Dopo qualche giorno però si sente la nostalgia e avevamo voglia di veni­re. Se avessimo potuto avremmo lavorato di notte per venire presto: in tutto siamo stati dieci giorni (andata-venuta). Poi si trattava che c'era pericolo di sciopero... (V. Rettore: sono stato tre volte a prendere il biglietto, e mi dicevano che la linea di Pisa non funzionava. L'ultima sera alla stazione Termini sentivo dire dall'uno e dall'altro, parte alle 5, parte alle 6. Allora ho doman­dato, e mi han detto che potevo poi prenderlo il mattino dopo. Invece il P. Giacobbe, Generale dei Dottrinari, e altri hanno fatto il giro di Bologna e c'han messo 26 ore, di cui 17 in piedi).

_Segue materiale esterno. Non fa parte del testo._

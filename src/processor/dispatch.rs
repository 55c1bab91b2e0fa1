//! Per-message dispatch and the subscription serve loop.

use std::sync::Arc;
use std::time::Instant;
use tokio::sync::broadcast;
use tracing::Instrument;

use super::{Decision, Outcome, Processor};
use crate::bus::{InFlightTracker, Message, Subscription};
use crate::envelope::Envelope;
use crate::observability::metrics;

/// Parse `data` and hand it to `processor`. Never fails: bad input becomes an empty reply.
pub async fn dispatch<P: Processor>(processor: &P, data: &[u8]) -> Decision {
    match Envelope::parse(data) {
        Ok(envelope) => processor.handle(envelope).await,
        Err(err) => {
            tracing::error!(error = %err, "Malformed envelope");
            Decision::noop(Outcome::Malformed)
        }
    }
}

/// Handle one delivered message and send its reply.
pub async fn handle_message<P: Processor>(processor: Arc<P>, message: Message) {
    let span = tracing::info_span!(
        "message",
        processor = processor.name(),
        subject = %message.subject,
        message_id = %message.id
    );

    async move {
        let start = Instant::now();
        let (data, reply) = message.into_parts();
        tracing::trace!(payload = %String::from_utf8_lossy(&data), "Inbound envelope");

        let decision = dispatch(processor.as_ref(), &data).await;
        metrics::record_message(processor.name(), decision.outcome.as_str());
        metrics::record_dispatch_duration(processor.name(), start);

        let bytes = decision.reply.to_bytes();
        tracing::trace!(
            outcome = %decision.outcome,
            reply = %String::from_utf8_lossy(&bytes),
            "Outbound reply"
        );
        reply.respond(bytes);
    }
    .instrument(span)
    .await
}

/// Receive from `subscription` until shutdown, one task per message.
///
/// Returning drops the subscription. Spawned invocations keep running and
/// are visible through `tracker`.
pub async fn serve<P: Processor>(
    processor: Arc<P>,
    mut subscription: Subscription,
    tracker: InFlightTracker,
    mut shutdown: broadcast::Receiver<()>,
) {
    tracing::info!(
        processor = processor.name(),
        subject = %subscription.subject(),
        queue_group = %subscription.queue_group(),
        "Processor listening"
    );

    loop {
        tokio::select! {
            _ = shutdown.recv() => {
                tracing::info!(processor = processor.name(), "Processor stopping");
                break;
            }
            message = subscription.next() => {
                let Some(message) = message else {
                    break;
                };
                let guard = tracker.track();
                let processor = Arc::clone(&processor);
                tokio::spawn(async move {
                    let _guard = guard;
                    handle_message(processor, message).await;
                });
            }
        }
    }
}

#[cfg(test)]
mod tests {
    use super::*;
    use crate::bus::Bus;
    use crate::envelope::reply::EMPTY_REPLY;
    use crate::envelope::{Context, Reply};
    use std::time::Duration;

    /// Echoes the route path back, panics on request contexts.
    struct Echo;

    impl Processor for Echo {
        fn name(&self) -> &'static str {
            "echo"
        }

        async fn handle(&self, envelope: Envelope) -> Decision {
            if matches!(envelope.context, Context::Request { .. }) {
                panic!("echo does not take requests");
            }
            Decision::new(Reply::route_to(envelope.route_path), Outcome::Routed)
        }
    }

    #[tokio::test]
    async fn malformed_input_is_not_handled() {
        for body in [&b"not json"[..], b"[1,2]", b"{}", b"{\"gl_path\": 5}"] {
            let decision = dispatch(&Echo, body).await;
            assert_eq!(decision, Decision::noop(Outcome::Malformed));
        }
    }

    #[tokio::test]
    async fn handle_message_replies_once() {
        let (message, mut rx) = Message::with_reply("s", br#"{"gl_path":"/a/"}"#.to_vec());
        handle_message(Arc::new(Echo), message).await;

        assert_eq!(rx.recv().await.unwrap(), br#"{"gl_path":"/a/"}"#.to_vec());
        assert!(rx.recv().await.is_none());
    }

    #[tokio::test]
    async fn panicking_handler_still_replies() {
        let bus = Bus::new();
        let shutdown = broadcast::channel(1).0;
        let tracker = InFlightTracker::new();
        tokio::spawn(serve(
            Arc::new(Echo),
            bus.subscribe("echo", "g"),
            tracker.clone(),
            shutdown.subscribe(),
        ));

        let body = br#"{"gl_path":"/a/","ingress_subpath":"x"}"#.to_vec();
        let reply = bus.request("echo", body, Duration::from_secs(2)).await.unwrap();
        assert_eq!(reply, EMPTY_REPLY.to_vec());
        assert!(tracker.wait_idle(Duration::from_secs(2)).await);
    }

    #[tokio::test]
    async fn serve_stops_on_shutdown() {
        let bus = Bus::new();
        let shutdown = broadcast::channel(1).0;
        let handle = tokio::spawn(serve(
            Arc::new(Echo),
            bus.subscribe("echo", "g"),
            InFlightTracker::new(),
            shutdown.subscribe(),
        ));

        let _ = shutdown.send(());
        handle.await.unwrap();
        assert_eq!(bus.subscriber_count("echo"), 0);
    }
}
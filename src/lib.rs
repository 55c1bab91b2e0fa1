//! Envelope processors for an LLM gateway pipeline.
//!
//! Two processors subscribe to the gateway's message bus and answer each
//! envelope with a patch:
//!
//! - **broker**: redirects requests to a healthy upstream candidate and
//!   demotes candidates that answer with a failure status
//! - **mock**: records upstream responses and replays them for requests on
//!   the mock path, optionally with simulated latency
//!
//! ```text
//!                 ┌──────────────────────────────────────────────────┐
//!   POST          │  ┌────────┐    ┌─────┐    ┌───────────────────┐  │
//!   /subjects/* ──┼─▶│  http  │───▶│ bus │───▶│ processor::broker │  │
//!                 │  │ bridge │◀───│     │◀───│ processor::mock   │  │
//!   reply     ◀───┼──└────────┘    └─────┘    └─────────┬─────────┘  │
//!                 │                                     │            │
//!                 │              ┌──────────────────────┴───┐        │
//!                 │              ▼                          ▼        │
//!                 │   ┌──────────────────┐   ┌────────────────┐      │
//!                 │   │ load_balancer    │   │ mock store +   │      │
//!                 │   │ pool + health    │   │ latency        │      │
//!                 │   └──────────────────┘   └────────────────┘      │
//!                 │                                                  │
//!                 │  config · observability · lifecycle · admin      │
//!                 └──────────────────────────────────────────────────┘
//! ```

pub mod admin;
pub mod bus;
pub mod config;
pub mod envelope;
pub mod health;
pub mod http;
pub mod lifecycle;
pub mod load_balancer;
pub mod mock;
pub mod observability;
pub mod processor;

pub use bus::Bus;
pub use config::schema::ProcessorConfig;
pub use http::HttpServer;
pub use lifecycle::{Processors, Shutdown};
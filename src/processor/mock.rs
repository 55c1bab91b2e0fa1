//! Record-and-replay processor.
//!
//! Genuine upstream responses are captured by route path. Requests on the
//! mock path are short-circuited with a control directive, and the resulting
//! response is answered from the store, optionally after a simulated delay.

use super::{Decision, Outcome, Processor};
use crate::config::MockConfig;
use crate::envelope::context::text_of;
use crate::envelope::{
    Context, Envelope, Reply, ResponseFields, FIELD_HEADERS, FIELD_PAYLOAD, FIELD_STATUS_CODE,
};
use crate::mock::{LatencySimulator, MockStore, RecordedResponse};

#[derive(Debug)]
pub struct Mock {
    mock_path: String,
    store: MockStore,
    latency: LatencySimulator,
}

impl Mock {
    pub fn new(mock_path: impl Into<String>, store: MockStore, latency: LatencySimulator) -> Self {
        Self {
            mock_path: mock_path.into(),
            store,
            latency,
        }
    }

    pub fn from_config(config: &MockConfig) -> Self {
        Self::new(
            config.mock_path.clone(),
            MockStore::new(),
            LatencySimulator::new(config.lambda, config.max_latency()),
        )
    }

    pub fn store(&self) -> &MockStore {
        &self.store
    }

    fn short_circuit(&self, route_path: &str, subpath: &str) -> Decision {
        if route_path != self.mock_path {
            tracing::debug!(path = %route_path, "Not addressed to the mock");
            return Decision::noop(Outcome::Ignored);
        }
        if subpath.is_empty() {
            tracing::warn!(path = %route_path, "Mock request without ingress_subpath");
            return Decision::noop(Outcome::MissingSubpath);
        }
        Decision::new(Reply::control(subpath), Outcome::Control)
    }

    async fn replay(&self, response: &ResponseFields) -> Decision {
        let key = response.payload.as_ref().map(text_of).unwrap_or_default();
        if key.is_empty() {
            tracing::error!(field = FIELD_PAYLOAD, "Mock response carries no lookup key");
            return Decision::noop(Outcome::Incomplete);
        }

        let Some((matched, recorded)) = self.store.lookup(&key) else {
            tracing::warn!(key = %key, "No recorded response");
            return Decision::noop(Outcome::MockMiss);
        };

        let delay = self.latency.delay().await;
        tracing::debug!(
            key = %key,
            matched = %matched,
            delay_ms = delay.as_millis() as u64,
            "Replaying recorded response"
        );
        Decision::new(Reply::replay(&recorded), Outcome::Replayed)
    }

    fn capture(&self, route_path: &str, response: ResponseFields) -> Decision {
        let ResponseFields {
            raw_status_code,
            payload,
            headers,
            ..
        } = response;

        let recorded = match (payload, headers, raw_status_code) {
            (Some(payload), Some(headers), Some(status_code)) => RecordedResponse {
                payload,
                headers,
                status_code,
            },
            (payload, headers, _) => {
                let missing = if payload.is_none() {
                    FIELD_PAYLOAD
                } else if headers.is_none() {
                    FIELD_HEADERS
                } else {
                    FIELD_STATUS_CODE
                };
                tracing::warn!(path = %route_path, field = missing, "Response not captured, field missing");
                return Decision::noop(Outcome::Incomplete);
            }
        };

        self.store.capture(route_path, recorded);
        tracing::debug!(path = %route_path, entries = self.store.len(), "Captured response");
        Decision::noop(Outcome::Captured)
    }
}

impl Processor for Mock {
    fn name(&self) -> &'static str {
        "mock"
    }

    async fn handle(&self, envelope: Envelope) -> Decision {
        let Envelope {
            route_path,
            context,
        } = envelope;

        match context {
            Context::Request { subpath }
            | Context::Response(ResponseFields {
                subpath: Some(subpath),
                ..
            }) => self.short_circuit(&route_path, &subpath),
            Context::Response(response) if route_path == self.mock_path => {
                self.replay(&response).await
            }
            Context::Response(response) => self.capture(&route_path, response),
            Context::Unrecognized => {
                tracing::debug!(path = %route_path, "Envelope is neither request nor response");
                Decision::noop(Outcome::Unrecognized)
            }
        }
    }
}

#[cfg(test)]
mod tests {
    use super::*;
    use serde_json::{json, Value};

    fn mock() -> Mock {
        Mock::new("/mock/", MockStore::new(), LatencySimulator::disabled())
    }

    async fn handle(mock: &Mock, value: Value) -> Decision {
        let envelope = Envelope::parse(value.to_string().as_bytes()).unwrap();
        mock.handle(envelope).await
    }

    fn reply_json(decision: &Decision) -> Value {
        serde_json::from_slice(&decision.reply.to_bytes()).unwrap()
    }

    #[tokio::test]
    async fn request_on_mock_path_short_circuits() {
        let decision = handle(&mock(), json!({"gl_path": "/mock/", "ingress_subpath": "azure/gpt4/chat"})).await;
        assert_eq!(decision.outcome, Outcome::Control);
        assert_eq!(reply_json(&decision), json!({"control": "/azure/gpt4/chat"}));
    }

    #[tokio::test]
    async fn subpath_takes_precedence_over_status() {
        let decision = handle(
            &mock(),
            json!({"gl_path": "/mock/", "ingress_subpath": "azure/x", "egress_status_code": 200}),
        )
        .await;
        assert_eq!(decision.outcome, Outcome::Control);
        assert_eq!(reply_json(&decision), json!({"control": "/azure/x"}));
    }

    #[tokio::test]
    async fn request_with_response_fields_is_not_captured() {
        let mock = mock();
        let decision = handle(
            &mock,
            json!({
                "gl_path": "/azure/",
                "ingress_subpath": "chat",
                "egress_status_code": 200,
                "egress_payload": {},
                "egress_headers": {}
            }),
        )
        .await;
        assert_eq!(decision, Decision::noop(Outcome::Ignored));
        assert!(mock.store().is_empty());
    }

    #[tokio::test]
    async fn request_elsewhere_is_ignored() {
        let decision = handle(&mock(), json!({"gl_path": "/azure/", "ingress_subpath": "chat"})).await;
        assert_eq!(decision, Decision::noop(Outcome::Ignored));
    }

    #[tokio::test]
    async fn empty_subpath_is_rejected() {
        let decision = handle(&mock(), json!({"gl_path": "/mock/", "ingress_subpath": ""})).await;
        assert_eq!(decision, Decision::noop(Outcome::MissingSubpath));
    }

    #[tokio::test]
    async fn captures_then_replays_by_prefix() {
        let mock = mock();
        let captured = handle(
            &mock,
            json!({
                "gl_path": "/azure/gpt4/",
                "egress_status_code": 200,
                "egress_payload": {"a": 1},
                "egress_headers": {"Content-Type": ["application/json"]}
            }),
        )
        .await;
        assert_eq!(captured, Decision::noop(Outcome::Captured));
        assert_eq!(mock.store().len(), 1);

        let replayed = handle(
            &mock,
            json!({
                "gl_path": "/mock/",
                "egress_status_code": 200,
                "egress_payload": "/azure/gpt4/chat/completions"
            }),
        )
        .await;
        assert_eq!(replayed.outcome, Outcome::Replayed);
        assert_eq!(
            reply_json(&replayed),
            json!({
                "egress_payload": {"a": 1},
                "egress_headers": {"Content-Type": ["application/json"]},
                "egress_status_code": 200
            })
        );
    }

    #[tokio::test]
    async fn recapture_overwrites() {
        let mock = mock();
        for body in [json!({"a": 1}), json!({"b": 2})] {
            handle(
                &mock,
                json!({"gl_path": "/x/", "egress_status_code": 201, "egress_payload": body, "egress_headers": {}}),
            )
            .await;
        }
        assert_eq!(mock.store().get("/x/").unwrap().payload, json!({"b": 2}));
    }

    #[tokio::test]
    async fn replay_miss_replies_empty() {
        let decision = handle(
            &mock(),
            json!({"gl_path": "/mock/", "egress_status_code": 200, "egress_payload": "/nothing/here"}),
        )
        .await;
        assert_eq!(decision, Decision::noop(Outcome::MockMiss));
    }

    #[tokio::test]
    async fn replay_without_key_replies_empty() {
        let decision = handle(
            &mock(),
            json!({"gl_path": "/mock/", "egress_status_code": 200, "egress_headers": {}}),
        )
        .await;
        assert_eq!(decision, Decision::noop(Outcome::Incomplete));
    }

    #[tokio::test]
    async fn partial_response_is_not_captured() {
        let mock = mock();
        let missing_headers = json!({"gl_path": "/x/", "egress_status_code": 200, "egress_payload": {}});
        let missing_status = json!({"gl_path": "/x/", "egress_payload": {}, "egress_headers": {}});

        for body in [missing_headers, missing_status] {
            let decision = handle(&mock, body).await;
            assert_eq!(decision, Decision::noop(Outcome::Incomplete));
        }
        assert!(mock.store().is_empty());
    }

    #[tokio::test]
    async fn unrecognized_is_a_noop() {
        let decision = handle(&mock(), json!({"gl_path": "/mock/"})).await;
        assert_eq!(decision, Decision::noop(Outcome::Unrecognized));
    }
}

Adesso vi lascio una piccola memoria. Siccome a noi piace di più la Con­solata, allora ho fatto come il Cardinale che quando va a Roma, fa la provvi­sta a Torino... e poi costa anche meno... ho preso queste medaglie e le ho fatte benedire dal S. Padre. Ne ha benedette anche altre, ma queste in modo parti­colare. Le ho portate anche a S. Pietro, perciò son benedette dal S. Padre, e da S. Pietro: cosa volete di più: c'è tutto.
Fin d'adesso guardatevi di prepararvi bene... (V. Rettore: tutti piemontesi, neh?! ... colla testa dura). Già, laggiù dicevano: «Voi piemontesi avete troppa fretta! Voi quando volete una cosa, la volete!...».
Ci sono buone notizie anche dall'Africa, l'ultima lettera arrivata è quella di Coad. Benedetto, scritta da Mombasa: per fare il viaggio hanno impiegato 45 giorni.